(Collected data)
******

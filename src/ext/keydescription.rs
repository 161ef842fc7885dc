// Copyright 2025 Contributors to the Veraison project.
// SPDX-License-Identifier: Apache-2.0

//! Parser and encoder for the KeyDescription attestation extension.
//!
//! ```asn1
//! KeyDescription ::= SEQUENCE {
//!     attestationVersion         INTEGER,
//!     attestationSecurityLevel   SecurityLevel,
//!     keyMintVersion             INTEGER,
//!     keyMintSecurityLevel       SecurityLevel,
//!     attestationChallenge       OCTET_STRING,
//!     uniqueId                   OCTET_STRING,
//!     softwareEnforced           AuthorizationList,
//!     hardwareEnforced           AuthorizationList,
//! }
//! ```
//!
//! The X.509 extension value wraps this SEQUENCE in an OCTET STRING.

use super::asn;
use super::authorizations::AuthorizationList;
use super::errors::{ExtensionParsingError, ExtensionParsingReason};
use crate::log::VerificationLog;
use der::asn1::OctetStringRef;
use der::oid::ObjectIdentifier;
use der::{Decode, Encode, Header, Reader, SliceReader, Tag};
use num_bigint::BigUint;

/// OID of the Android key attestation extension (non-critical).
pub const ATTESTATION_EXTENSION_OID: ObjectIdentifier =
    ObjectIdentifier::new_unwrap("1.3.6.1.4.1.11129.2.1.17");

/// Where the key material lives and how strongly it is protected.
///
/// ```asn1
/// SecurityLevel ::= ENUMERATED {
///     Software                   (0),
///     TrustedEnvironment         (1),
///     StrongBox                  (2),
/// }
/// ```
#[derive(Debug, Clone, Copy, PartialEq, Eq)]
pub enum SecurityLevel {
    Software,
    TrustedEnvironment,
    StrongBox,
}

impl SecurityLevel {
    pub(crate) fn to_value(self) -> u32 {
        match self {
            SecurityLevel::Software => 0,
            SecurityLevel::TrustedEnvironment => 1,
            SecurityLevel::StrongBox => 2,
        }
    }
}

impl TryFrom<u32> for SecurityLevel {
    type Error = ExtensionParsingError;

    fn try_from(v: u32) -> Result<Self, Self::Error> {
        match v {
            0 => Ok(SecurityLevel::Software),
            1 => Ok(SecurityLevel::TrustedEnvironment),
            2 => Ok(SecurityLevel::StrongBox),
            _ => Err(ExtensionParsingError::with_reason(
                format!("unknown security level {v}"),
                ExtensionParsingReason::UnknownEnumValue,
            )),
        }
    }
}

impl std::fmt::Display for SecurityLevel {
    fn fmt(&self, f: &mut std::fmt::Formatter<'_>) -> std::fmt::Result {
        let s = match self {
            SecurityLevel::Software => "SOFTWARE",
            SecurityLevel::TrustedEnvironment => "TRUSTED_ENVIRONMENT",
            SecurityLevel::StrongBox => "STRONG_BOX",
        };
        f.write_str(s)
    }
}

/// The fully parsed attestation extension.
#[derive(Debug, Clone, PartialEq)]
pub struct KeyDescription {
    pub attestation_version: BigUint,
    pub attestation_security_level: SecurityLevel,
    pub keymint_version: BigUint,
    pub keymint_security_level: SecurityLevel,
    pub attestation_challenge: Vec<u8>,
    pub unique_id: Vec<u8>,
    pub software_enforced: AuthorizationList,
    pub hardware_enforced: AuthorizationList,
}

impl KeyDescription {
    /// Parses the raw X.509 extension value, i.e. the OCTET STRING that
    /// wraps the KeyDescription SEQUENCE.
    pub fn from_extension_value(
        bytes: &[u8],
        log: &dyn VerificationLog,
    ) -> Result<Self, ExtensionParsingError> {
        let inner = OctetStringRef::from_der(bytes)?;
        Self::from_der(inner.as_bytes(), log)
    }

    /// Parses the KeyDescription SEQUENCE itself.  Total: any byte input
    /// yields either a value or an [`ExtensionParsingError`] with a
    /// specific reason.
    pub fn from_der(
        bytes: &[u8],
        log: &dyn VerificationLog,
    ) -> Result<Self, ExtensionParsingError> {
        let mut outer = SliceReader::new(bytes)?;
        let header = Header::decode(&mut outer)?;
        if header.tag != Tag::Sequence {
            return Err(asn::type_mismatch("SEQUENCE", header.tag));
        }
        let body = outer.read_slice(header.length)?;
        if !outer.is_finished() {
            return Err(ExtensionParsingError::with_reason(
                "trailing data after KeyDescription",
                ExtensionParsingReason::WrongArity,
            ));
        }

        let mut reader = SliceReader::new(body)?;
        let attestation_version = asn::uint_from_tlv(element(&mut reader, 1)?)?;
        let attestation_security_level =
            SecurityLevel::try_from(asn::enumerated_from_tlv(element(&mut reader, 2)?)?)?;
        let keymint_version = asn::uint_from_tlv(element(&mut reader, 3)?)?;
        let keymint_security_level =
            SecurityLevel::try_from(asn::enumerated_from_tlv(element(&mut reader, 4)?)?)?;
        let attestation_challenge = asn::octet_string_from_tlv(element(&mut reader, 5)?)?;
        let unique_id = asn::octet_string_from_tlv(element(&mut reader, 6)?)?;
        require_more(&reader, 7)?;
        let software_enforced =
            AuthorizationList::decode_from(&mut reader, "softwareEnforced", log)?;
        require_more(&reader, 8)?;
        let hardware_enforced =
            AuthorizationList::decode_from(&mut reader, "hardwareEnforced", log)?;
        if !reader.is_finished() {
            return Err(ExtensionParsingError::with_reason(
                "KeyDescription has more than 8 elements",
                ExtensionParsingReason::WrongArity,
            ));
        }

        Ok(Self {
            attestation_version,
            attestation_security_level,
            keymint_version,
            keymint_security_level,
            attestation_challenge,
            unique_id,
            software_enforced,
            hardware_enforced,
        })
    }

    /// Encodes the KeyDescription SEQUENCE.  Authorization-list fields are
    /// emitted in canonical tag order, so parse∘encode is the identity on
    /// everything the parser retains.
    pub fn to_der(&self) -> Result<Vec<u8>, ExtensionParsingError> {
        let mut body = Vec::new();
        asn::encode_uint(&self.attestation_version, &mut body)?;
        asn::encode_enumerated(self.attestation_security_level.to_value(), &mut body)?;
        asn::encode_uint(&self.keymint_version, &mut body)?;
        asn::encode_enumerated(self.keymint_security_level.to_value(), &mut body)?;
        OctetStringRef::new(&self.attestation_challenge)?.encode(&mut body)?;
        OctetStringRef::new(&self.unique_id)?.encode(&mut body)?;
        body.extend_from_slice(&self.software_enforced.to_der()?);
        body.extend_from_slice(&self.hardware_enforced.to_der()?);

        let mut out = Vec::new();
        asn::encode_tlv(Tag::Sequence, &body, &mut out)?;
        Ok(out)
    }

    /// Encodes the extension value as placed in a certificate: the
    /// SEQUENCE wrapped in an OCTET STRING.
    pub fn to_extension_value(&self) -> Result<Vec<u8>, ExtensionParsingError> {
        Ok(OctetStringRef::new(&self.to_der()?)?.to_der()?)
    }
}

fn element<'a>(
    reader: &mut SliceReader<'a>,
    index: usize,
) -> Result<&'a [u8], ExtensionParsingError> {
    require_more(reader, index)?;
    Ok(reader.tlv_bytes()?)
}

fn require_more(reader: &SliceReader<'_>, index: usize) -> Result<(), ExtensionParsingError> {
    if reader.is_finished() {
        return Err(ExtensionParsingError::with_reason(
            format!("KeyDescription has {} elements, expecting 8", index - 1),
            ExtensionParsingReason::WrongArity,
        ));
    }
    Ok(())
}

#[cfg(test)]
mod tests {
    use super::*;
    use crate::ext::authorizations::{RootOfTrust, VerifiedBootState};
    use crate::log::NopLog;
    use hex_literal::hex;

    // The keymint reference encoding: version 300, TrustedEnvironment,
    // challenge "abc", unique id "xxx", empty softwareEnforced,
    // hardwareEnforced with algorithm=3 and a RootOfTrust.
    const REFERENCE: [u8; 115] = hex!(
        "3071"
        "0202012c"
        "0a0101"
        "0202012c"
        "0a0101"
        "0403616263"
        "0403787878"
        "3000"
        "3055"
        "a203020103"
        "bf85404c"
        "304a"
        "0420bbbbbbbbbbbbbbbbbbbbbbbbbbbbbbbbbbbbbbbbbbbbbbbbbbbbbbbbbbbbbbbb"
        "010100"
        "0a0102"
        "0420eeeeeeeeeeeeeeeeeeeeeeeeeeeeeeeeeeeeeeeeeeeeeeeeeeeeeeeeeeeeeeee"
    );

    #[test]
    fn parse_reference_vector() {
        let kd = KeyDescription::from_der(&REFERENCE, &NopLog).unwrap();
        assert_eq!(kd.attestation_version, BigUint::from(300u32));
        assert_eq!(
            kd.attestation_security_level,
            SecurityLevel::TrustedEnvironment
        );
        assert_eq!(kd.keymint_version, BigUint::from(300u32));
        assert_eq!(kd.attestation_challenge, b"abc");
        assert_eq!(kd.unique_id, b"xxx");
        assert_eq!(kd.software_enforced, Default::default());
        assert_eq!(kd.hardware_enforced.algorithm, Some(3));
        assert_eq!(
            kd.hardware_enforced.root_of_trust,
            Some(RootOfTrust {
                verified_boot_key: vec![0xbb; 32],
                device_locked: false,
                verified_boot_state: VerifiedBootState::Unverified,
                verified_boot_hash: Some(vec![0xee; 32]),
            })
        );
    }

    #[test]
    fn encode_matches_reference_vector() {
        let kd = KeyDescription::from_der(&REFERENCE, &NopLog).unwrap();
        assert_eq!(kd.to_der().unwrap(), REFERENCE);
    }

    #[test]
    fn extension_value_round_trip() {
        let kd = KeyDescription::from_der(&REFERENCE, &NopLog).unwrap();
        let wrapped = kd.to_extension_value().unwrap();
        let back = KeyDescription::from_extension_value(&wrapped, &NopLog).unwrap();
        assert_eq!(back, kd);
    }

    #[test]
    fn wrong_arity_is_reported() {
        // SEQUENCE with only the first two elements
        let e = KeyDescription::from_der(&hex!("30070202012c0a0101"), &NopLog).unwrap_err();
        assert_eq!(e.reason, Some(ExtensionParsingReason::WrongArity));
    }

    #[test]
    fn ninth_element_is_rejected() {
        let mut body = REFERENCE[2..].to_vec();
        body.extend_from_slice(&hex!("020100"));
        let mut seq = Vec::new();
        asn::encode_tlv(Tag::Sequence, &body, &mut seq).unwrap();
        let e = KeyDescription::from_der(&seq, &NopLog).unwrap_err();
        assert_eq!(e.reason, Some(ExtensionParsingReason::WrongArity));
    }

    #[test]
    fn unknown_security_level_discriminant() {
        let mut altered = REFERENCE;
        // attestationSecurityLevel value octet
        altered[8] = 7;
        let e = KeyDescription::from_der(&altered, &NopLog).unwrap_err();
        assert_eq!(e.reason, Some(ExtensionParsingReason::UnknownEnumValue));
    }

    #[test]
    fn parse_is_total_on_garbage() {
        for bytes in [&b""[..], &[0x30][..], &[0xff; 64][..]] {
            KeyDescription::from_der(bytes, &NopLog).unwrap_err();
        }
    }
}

******

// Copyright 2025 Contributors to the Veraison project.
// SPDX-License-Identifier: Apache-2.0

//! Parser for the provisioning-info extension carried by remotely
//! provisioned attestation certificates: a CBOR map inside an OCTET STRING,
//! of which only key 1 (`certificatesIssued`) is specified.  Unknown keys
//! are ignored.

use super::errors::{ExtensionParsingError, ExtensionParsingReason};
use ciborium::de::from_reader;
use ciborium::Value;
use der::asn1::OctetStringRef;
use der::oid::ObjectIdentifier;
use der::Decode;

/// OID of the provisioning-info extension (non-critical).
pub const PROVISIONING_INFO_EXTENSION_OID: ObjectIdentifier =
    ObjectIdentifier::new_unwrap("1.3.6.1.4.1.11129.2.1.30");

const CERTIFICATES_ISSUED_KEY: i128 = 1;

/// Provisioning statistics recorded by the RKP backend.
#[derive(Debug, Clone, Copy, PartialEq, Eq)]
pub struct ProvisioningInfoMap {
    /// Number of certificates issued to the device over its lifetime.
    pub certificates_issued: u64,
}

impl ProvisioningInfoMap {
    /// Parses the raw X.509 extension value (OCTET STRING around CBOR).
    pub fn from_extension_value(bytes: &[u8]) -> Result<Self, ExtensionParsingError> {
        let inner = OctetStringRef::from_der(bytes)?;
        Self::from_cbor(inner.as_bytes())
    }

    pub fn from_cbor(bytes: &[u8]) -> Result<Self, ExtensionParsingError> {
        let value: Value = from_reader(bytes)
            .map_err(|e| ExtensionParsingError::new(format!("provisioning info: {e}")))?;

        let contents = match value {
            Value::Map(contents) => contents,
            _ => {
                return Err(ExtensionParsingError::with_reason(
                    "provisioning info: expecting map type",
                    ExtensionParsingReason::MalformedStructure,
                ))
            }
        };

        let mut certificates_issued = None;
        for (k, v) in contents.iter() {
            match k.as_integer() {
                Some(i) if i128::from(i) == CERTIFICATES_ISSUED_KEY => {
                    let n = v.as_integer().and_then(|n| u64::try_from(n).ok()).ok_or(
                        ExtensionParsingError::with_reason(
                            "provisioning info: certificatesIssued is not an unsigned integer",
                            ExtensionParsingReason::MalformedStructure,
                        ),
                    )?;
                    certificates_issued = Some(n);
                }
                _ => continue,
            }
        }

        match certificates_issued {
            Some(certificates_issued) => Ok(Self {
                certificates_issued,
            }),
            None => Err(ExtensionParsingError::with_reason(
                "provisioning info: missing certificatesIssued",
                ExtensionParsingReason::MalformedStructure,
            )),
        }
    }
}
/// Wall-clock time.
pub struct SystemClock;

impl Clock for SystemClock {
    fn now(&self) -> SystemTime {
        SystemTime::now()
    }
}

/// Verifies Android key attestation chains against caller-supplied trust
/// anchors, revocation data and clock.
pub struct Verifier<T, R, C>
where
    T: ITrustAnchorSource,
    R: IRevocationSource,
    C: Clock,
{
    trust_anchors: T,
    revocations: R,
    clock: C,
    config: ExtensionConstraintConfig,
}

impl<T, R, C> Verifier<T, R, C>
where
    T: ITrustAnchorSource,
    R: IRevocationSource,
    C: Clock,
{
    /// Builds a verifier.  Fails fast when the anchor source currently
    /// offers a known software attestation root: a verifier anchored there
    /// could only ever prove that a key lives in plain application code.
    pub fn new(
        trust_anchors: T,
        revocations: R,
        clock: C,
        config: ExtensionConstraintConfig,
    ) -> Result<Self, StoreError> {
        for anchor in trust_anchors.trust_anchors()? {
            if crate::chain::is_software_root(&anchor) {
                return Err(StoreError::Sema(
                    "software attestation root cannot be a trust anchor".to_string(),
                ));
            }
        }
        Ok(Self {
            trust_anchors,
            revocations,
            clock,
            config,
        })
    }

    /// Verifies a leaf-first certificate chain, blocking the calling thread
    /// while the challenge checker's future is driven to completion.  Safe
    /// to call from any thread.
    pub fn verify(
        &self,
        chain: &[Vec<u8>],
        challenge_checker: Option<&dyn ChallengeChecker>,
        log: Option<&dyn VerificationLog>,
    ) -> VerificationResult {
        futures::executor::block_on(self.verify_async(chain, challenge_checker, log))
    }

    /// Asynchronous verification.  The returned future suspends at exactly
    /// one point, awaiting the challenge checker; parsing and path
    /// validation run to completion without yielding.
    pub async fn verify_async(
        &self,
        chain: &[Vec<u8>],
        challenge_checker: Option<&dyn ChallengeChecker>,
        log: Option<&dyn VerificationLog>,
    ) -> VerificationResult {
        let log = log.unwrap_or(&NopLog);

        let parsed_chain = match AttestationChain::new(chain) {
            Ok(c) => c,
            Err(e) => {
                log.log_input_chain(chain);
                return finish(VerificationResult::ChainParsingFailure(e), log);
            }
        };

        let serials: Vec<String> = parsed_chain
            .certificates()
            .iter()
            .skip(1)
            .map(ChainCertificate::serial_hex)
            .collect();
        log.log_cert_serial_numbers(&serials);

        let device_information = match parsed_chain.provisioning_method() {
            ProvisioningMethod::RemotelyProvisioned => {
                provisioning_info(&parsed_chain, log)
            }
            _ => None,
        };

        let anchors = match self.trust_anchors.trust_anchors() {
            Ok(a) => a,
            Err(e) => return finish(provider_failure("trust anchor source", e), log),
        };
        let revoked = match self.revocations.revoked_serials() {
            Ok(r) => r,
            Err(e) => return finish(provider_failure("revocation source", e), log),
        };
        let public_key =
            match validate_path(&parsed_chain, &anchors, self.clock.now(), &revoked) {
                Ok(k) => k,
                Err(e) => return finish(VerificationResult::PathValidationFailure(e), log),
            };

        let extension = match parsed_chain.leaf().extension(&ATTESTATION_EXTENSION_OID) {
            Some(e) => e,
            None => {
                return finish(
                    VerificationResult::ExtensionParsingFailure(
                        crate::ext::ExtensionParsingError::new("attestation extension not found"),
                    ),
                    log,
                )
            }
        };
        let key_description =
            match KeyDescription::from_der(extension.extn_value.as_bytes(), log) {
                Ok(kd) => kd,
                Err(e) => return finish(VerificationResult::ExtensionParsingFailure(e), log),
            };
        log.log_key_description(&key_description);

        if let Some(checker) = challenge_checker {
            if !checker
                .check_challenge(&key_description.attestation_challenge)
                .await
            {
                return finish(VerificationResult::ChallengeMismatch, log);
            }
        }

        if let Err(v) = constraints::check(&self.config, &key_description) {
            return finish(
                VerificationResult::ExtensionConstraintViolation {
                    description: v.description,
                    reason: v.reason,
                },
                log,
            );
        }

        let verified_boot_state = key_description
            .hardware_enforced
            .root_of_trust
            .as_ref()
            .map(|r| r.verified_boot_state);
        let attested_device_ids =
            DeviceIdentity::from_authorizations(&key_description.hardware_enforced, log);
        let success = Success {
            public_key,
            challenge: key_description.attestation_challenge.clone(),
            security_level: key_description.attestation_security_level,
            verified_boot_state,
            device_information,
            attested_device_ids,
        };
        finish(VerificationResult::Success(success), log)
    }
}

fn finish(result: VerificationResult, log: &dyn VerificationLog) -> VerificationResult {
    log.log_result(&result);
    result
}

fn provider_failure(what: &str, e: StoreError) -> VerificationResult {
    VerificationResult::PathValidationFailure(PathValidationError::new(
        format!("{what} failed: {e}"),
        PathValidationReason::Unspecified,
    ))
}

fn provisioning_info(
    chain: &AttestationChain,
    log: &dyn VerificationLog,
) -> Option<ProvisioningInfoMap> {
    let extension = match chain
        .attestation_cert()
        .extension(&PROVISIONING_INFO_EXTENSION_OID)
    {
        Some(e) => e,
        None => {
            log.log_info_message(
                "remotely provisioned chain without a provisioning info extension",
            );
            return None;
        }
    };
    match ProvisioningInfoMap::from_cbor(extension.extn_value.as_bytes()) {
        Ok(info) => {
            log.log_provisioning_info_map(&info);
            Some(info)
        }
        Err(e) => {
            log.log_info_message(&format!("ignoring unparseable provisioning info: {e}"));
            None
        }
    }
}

******

In the entries above, find each line with the word "what" and return it.

fn provider_failure(what: &str, e: StoreError) -> VerificationResult {
        format!("{what} failed: {e}"),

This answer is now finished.